**Task to complete:** Exactly and in full, give the records again.

**Data records:**

--*--

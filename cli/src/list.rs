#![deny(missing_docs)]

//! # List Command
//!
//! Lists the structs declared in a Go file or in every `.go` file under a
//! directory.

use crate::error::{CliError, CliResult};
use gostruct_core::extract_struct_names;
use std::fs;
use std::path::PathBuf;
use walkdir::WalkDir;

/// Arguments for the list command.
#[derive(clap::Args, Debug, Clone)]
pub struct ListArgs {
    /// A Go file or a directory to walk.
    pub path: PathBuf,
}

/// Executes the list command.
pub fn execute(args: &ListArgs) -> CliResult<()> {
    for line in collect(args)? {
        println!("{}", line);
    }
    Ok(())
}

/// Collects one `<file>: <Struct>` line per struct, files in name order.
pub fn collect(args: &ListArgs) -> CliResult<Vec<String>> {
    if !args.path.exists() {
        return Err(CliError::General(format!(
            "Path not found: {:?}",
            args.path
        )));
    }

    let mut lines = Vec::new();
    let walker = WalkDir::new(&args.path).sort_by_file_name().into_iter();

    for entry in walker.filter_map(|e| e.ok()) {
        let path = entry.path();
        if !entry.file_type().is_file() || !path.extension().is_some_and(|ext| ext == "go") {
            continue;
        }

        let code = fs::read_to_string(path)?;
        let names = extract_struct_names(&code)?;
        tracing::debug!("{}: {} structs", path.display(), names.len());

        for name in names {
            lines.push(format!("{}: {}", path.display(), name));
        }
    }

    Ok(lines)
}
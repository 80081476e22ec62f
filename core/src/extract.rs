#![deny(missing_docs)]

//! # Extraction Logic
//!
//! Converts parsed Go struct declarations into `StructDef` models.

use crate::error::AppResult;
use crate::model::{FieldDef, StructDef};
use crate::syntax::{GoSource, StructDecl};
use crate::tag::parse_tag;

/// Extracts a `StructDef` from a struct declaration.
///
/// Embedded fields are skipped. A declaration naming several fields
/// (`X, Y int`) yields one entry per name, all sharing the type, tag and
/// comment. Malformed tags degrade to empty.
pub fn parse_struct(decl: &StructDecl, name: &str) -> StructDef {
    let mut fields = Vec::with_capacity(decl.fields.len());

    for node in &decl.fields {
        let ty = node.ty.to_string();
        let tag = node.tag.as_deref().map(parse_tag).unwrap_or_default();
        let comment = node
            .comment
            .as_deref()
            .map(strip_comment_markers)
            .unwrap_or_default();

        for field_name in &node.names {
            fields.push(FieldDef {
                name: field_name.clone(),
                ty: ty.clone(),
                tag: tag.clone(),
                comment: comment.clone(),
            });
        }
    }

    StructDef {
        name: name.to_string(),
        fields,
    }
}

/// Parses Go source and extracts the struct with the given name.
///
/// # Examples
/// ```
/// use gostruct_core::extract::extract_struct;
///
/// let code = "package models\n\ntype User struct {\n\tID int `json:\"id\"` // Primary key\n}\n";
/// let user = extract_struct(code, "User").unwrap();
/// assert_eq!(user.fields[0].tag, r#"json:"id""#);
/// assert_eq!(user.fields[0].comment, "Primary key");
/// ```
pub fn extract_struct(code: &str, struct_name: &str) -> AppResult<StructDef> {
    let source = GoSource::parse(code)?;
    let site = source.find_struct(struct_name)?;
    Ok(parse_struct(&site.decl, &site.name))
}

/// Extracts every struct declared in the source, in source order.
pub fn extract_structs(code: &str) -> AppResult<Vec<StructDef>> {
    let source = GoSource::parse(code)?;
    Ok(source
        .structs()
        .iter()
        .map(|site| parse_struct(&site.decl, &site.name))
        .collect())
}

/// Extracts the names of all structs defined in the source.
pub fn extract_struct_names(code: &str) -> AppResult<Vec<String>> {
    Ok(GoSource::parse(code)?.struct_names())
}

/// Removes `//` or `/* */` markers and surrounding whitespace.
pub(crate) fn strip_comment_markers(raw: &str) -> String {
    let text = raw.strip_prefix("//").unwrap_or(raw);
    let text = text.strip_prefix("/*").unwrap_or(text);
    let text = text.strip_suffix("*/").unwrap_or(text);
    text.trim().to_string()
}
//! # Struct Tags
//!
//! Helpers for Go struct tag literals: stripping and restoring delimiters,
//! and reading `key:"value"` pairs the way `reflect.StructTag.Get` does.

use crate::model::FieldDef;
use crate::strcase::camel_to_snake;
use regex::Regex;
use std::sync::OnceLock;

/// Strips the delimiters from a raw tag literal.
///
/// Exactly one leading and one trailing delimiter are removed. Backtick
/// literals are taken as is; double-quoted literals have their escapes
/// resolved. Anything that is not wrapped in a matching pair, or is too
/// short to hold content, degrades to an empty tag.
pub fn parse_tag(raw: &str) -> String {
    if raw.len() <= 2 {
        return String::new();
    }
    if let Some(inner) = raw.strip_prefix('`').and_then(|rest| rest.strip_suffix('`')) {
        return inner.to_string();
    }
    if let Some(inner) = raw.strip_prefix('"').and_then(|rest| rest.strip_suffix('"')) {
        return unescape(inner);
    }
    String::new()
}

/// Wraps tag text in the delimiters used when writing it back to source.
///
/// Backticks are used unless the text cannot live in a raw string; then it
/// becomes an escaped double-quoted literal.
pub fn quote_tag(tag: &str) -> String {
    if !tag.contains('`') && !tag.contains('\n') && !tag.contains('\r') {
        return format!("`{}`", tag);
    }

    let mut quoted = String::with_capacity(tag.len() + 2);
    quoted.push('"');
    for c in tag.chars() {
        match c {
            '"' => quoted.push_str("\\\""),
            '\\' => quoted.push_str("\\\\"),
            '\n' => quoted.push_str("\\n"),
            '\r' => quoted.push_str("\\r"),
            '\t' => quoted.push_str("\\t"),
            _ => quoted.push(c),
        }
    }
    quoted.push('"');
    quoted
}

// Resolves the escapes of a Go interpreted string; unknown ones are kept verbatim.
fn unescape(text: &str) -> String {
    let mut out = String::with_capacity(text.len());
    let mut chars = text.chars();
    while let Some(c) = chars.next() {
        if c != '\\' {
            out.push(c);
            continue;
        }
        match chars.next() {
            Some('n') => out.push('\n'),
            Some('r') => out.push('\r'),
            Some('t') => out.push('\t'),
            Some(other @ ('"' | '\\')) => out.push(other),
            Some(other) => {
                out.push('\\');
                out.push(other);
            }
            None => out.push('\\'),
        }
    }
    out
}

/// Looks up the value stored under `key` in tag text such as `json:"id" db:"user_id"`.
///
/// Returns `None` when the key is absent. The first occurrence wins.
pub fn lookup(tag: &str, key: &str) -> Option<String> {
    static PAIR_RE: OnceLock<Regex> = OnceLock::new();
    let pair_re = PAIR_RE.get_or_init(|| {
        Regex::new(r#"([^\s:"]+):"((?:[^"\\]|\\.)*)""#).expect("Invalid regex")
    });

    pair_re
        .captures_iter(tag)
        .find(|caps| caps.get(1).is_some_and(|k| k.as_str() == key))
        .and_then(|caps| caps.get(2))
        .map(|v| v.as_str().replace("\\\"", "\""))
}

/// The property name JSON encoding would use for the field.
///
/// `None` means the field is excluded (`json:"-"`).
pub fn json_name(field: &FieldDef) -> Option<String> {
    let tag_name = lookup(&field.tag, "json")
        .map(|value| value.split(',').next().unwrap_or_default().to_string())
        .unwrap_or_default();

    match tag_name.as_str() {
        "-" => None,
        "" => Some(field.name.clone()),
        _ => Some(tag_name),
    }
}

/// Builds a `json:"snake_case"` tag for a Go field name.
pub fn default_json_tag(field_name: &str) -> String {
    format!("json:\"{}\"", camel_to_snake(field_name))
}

--*--

**Written reply:**
filename cli/src/list.rs
#![deny(missing_docs)]

//! # List Command
//!
//! Lists the structs declared in a Go file or in every `.go` file under a
//! directory.

use crate::error::{CliError, CliResult};
use gostruct_core::extract_struct_names;
use std::fs;
use std::path::PathBuf;
use walkdir::WalkDir;

/// Arguments for the list command.
#[derive(clap::Args, Debug, Clone)]
pub struct ListArgs {
    /// A Go file or a directory to walk.
    pub path: PathBuf,
}

/// Executes the list command.
pub fn execute(args: &ListArgs) -> CliResult<()> {
    for line in collect(args)? {
        println!("{}", line);
    }
    Ok(())
}

/// Collects one `<file>: <Struct>` line per struct, files in name order.
pub fn collect(args: &ListArgs) -> CliResult<Vec<String>> {
    if !args.path.exists() {
        return Err(CliError::General(format!(
            "Path not found: {:?}",
            args.path
        )));
    }

    let mut lines = Vec::new();
    let walker = WalkDir::new(&args.path).sort_by_file_name().into_iter();

    for entry in walker.filter_map(|e| e.ok()) {
        let path = entry.path();
        if !entry.file_type().is_file() || !path.extension().is_some_and(|ext| ext == "go") {
            continue;
        }

        let code = fs::read_to_string(path)?;
        let names = extract_struct_names(&code)?;
        tracing::debug!("{}: {} structs", path.display(), names.len());

        for name in names {
            lines.push(format!("{}: {}", path.display(), name));
        }
    }

    Ok(lines)
}
repository 80081476e22ec62f
filename core/src/extract.rs
#![deny(missing_docs)]

//! # Extraction Logic
//!
//! Converts parsed Go struct declarations into `StructDef` models.

use crate::error::AppResult;
use crate::model::{FieldDef, StructDef};
use crate::syntax::{GoSource, StructDecl};
use crate::tag::parse_tag;

/// Extracts a `StructDef` from a struct declaration.
///
/// Embedded fields are skipped. A declaration naming several fields
/// (`X, Y int`) yields one entry per name, all sharing the type, tag and
/// comment. Malformed tags degrade to empty.
pub fn parse_struct(decl: &StructDecl, name: &str) -> StructDef {
    let mut fields = Vec::with_capacity(decl.fields.len());

    for node in &decl.fields {
        let ty = node.ty.to_string();
        let tag = node.tag.as_deref().map(parse_tag).unwrap_or_default();
        let comment = node
            .comment
            .as_deref()
            .map(strip_comment_markers)
            .unwrap_or_default();

        for field_name in &node.names {
            fields.push(FieldDef {
                name: field_name.clone(),
                ty: ty.clone(),
                tag: tag.clone(),
                comment: comment.clone(),
            });
        }
    }

    StructDef {
        name: name.to_string(),
        fields,
    }
}

/// Parses Go source and extracts the struct with the given name.
///
/// # Examples
/// ```
/// use gostruct_core::extract::extract_struct;
///
/// let code = "package models\n\ntype User struct {\n\tID int `json:\"id\"` // Primary key\n}\n";
/// let user = extract_struct(code, "User").unwrap();
/// assert_eq!(user.fields[0].tag, r#"json:"id""#);
/// assert_eq!(user.fields[0].comment, "Primary key");
/// ```
pub fn extract_struct(code: &str, struct_name: &str) -> AppResult<StructDef> {
    let source = GoSource::parse(code)?;
    let site = source.find_struct(struct_name)?;
    Ok(parse_struct(&site.decl, &site.name))
}

/// Extracts every struct declared in the source, in source order.
pub fn extract_structs(code: &str) -> AppResult<Vec<StructDef>> {
    let source = GoSource::parse(code)?;
    Ok(source
        .structs()
        .iter()
        .map(|site| parse_struct(&site.decl, &site.name))
        .collect())
}

/// Extracts the names of all structs defined in the source.
pub fn extract_struct_names(code: &str) -> AppResult<Vec<String>> {
    Ok(GoSource::parse(code)?.struct_names())
}

/// Removes `//` or `/* */` markers and surrounding whitespace.
pub(crate) fn strip_comment_markers(raw: &str) -> String {
    let text = raw.strip_prefix("//").unwrap_or(raw);
    let text = text.strip_prefix("/*").unwrap_or(text);
    let text = text.strip_suffix("*/").unwrap_or(text);
    text.trim().to_string()
}
//! # Struct Tags
//!
//! Helpers for Go struct tag literals: stripping and restoring delimiters,
//! and reading `key:"value"` pairs the way `reflect.StructTag.Get` does.

use crate::model::FieldDef;
use crate::strcase::camel_to_snake;
use regex::Regex;
use std::sync::OnceLock;

/// Strips the delimiters from a raw tag literal.
///
/// Exactly one leading and one trailing delimiter are removed. Backtick
/// literals are taken as is; double-quoted literals have their escapes
/// resolved. Anything that is not wrapped in a matching pair, or is too
/// short to hold content, degrades to an empty tag.
pub fn parse_tag(raw: &str) -> String {
    if raw.len() <= 2 {
        return String::new();
    }
    if let Some(inner) = raw.strip_prefix('`').and_then(|rest| rest.strip_suffix('`')) {
        return inner.to_string();
    }
    if let Some(inner) = raw.strip_prefix('"').and_then(|rest| rest.strip_suffix('"')) {
        return unescape(inner);
    }
    String::new()
}

/// Wraps tag text in the delimiters used when writing it back to source.
///
/// Backticks are used unless the text cannot live in a raw string; then it
/// becomes an escaped double-quoted literal.
pub fn quote_tag(tag: &str) -> String {
    if !tag.contains('`') && !tag.contains('\n') && !tag.contains('\r') {
        return format!("`{}`", tag);
    }

    let mut quoted = String::with_capacity(tag.len() + 2);
    quoted.push('"');
    for c in tag.chars() {
        match c {
            '"' => quoted.push_str("\\\""),
            '\\' => quoted.push_str("\\\\"),
            '\n' => quoted.push_str("\\n"),
            '\r' => quoted.push_str("\\r"),
            '\t' => quoted.push_str("\\t"),
            _ => quoted.push(c),
        }
    }
    quoted.push('"');
    quoted
}

// Resolves the escapes of a Go interpreted string; unknown ones are kept verbatim.
fn unescape(text: &str) -> String {
    let mut out = String::with_capacity(text.len());
    let mut chars = text.chars();
    while let Some(c) = chars.next() {
        if c != '\\' {
            out.push(c);
            continue;
        }
        match chars.next() {
            Some('n') => out.push('\n'),
            Some('r') => out.push('\r'),
            Some('t') => out.push('\t'),
            Some(other @ ('"' | '\\')) => out.push(other),
            Some(other) => {
                out.push('\\');
                out.push(other);
            }
            None => out.push('\\'),
        }
    }
    out
}

/// Looks up the value stored under `key` in tag text such as `json:"id" db:"user_id"`.
///
/// Returns `None` when the key is absent. The first occurrence wins.
pub fn lookup(tag: &str, key: &str) -> Option<String> {
    static PAIR_RE: OnceLock<Regex> = OnceLock::new();
    let pair_re = PAIR_RE.get_or_init(|| {
        Regex::new(r#"([^\s:"]+):"((?:[^"\\]|\\.)*)""#).expect("Invalid regex")
    });

    pair_re
        .captures_iter(tag)
        .find(|caps| caps.get(1).is_some_and(|k| k.as_str() == key))
        .and_then(|caps| caps.get(2))
        .map(|v| v.as_str().replace("\\\"", "\""))
}

/// The property name JSON encoding would use for the field.
///
/// `None` means the field is excluded (`json:"-"`).
pub fn json_name(field: &FieldDef) -> Option<String> {
    let tag_name = lookup(&field.tag, "json")
        .map(|value| value.split(',').next().unwrap_or_default().to_string())
        .unwrap_or_default();

    match tag_name.as_str() {
        "-" => None,
        "" => Some(field.name.clone()),
        _ => Some(tag_name),
    }
}

/// Builds a `json:"snake_case"` tag for a Go field name.
pub fn default_json_tag(field_name: &str) -> String {
    format!("json:\"{}\"", camel_to_snake(field_name))
}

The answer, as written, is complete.